* _Stored data entries_
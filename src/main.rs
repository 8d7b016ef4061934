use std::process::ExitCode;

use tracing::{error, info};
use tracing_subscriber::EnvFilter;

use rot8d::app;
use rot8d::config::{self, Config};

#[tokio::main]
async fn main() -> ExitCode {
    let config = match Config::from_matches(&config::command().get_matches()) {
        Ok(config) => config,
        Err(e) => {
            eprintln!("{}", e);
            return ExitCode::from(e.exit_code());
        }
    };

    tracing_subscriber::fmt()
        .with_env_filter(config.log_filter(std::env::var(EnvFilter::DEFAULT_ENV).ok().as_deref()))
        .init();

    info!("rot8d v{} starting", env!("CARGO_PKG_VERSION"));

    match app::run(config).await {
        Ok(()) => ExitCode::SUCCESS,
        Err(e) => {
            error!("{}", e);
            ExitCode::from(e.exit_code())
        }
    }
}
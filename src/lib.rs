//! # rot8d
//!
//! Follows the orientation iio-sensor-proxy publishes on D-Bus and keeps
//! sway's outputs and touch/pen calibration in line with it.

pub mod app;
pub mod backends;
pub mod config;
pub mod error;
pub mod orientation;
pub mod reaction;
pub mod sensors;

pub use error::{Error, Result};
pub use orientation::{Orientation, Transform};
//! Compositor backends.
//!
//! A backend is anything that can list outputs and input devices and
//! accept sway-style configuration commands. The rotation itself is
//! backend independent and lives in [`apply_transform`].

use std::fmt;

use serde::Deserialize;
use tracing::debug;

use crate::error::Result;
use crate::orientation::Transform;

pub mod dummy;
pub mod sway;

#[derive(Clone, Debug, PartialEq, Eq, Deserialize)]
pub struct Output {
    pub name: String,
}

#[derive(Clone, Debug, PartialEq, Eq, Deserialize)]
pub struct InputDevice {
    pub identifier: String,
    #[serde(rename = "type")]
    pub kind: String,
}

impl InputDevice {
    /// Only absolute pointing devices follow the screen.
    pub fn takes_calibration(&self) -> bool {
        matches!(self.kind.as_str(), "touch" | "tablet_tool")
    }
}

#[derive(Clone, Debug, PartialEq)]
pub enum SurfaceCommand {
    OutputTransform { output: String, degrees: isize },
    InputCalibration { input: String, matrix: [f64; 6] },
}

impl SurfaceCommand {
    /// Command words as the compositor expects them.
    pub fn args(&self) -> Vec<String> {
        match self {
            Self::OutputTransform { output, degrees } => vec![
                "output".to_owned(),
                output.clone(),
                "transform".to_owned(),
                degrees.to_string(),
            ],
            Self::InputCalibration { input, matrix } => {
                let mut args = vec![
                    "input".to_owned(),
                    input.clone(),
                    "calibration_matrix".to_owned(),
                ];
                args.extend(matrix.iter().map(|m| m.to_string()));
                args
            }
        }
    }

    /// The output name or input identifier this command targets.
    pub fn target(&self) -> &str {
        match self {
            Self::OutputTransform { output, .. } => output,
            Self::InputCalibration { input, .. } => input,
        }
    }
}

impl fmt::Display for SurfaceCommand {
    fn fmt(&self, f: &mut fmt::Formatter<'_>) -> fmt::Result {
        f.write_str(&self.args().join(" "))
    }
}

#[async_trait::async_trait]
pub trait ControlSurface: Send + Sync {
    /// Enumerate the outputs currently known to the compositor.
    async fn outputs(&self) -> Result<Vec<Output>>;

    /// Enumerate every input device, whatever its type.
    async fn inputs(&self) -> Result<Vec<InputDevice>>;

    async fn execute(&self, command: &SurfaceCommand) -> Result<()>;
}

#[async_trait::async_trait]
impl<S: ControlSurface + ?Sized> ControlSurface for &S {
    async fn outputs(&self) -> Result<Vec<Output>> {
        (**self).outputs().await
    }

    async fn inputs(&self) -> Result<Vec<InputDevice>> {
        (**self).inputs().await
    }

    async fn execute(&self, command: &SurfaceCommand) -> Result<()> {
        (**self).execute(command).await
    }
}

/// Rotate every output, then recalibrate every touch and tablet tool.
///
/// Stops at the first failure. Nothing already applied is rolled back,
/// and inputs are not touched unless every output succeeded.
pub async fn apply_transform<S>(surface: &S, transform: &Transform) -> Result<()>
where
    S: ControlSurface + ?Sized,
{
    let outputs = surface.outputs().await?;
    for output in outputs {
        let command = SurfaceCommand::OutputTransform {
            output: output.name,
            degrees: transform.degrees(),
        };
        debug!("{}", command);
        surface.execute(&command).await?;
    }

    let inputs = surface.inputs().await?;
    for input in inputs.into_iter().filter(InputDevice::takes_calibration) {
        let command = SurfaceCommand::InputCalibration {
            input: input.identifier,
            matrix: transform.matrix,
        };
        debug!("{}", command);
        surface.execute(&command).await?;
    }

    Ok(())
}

* _Task requirements_
Across the preceding records, count the lines with the word "SurfaceCommand" in them and give that figure alone.

* _Response below_
7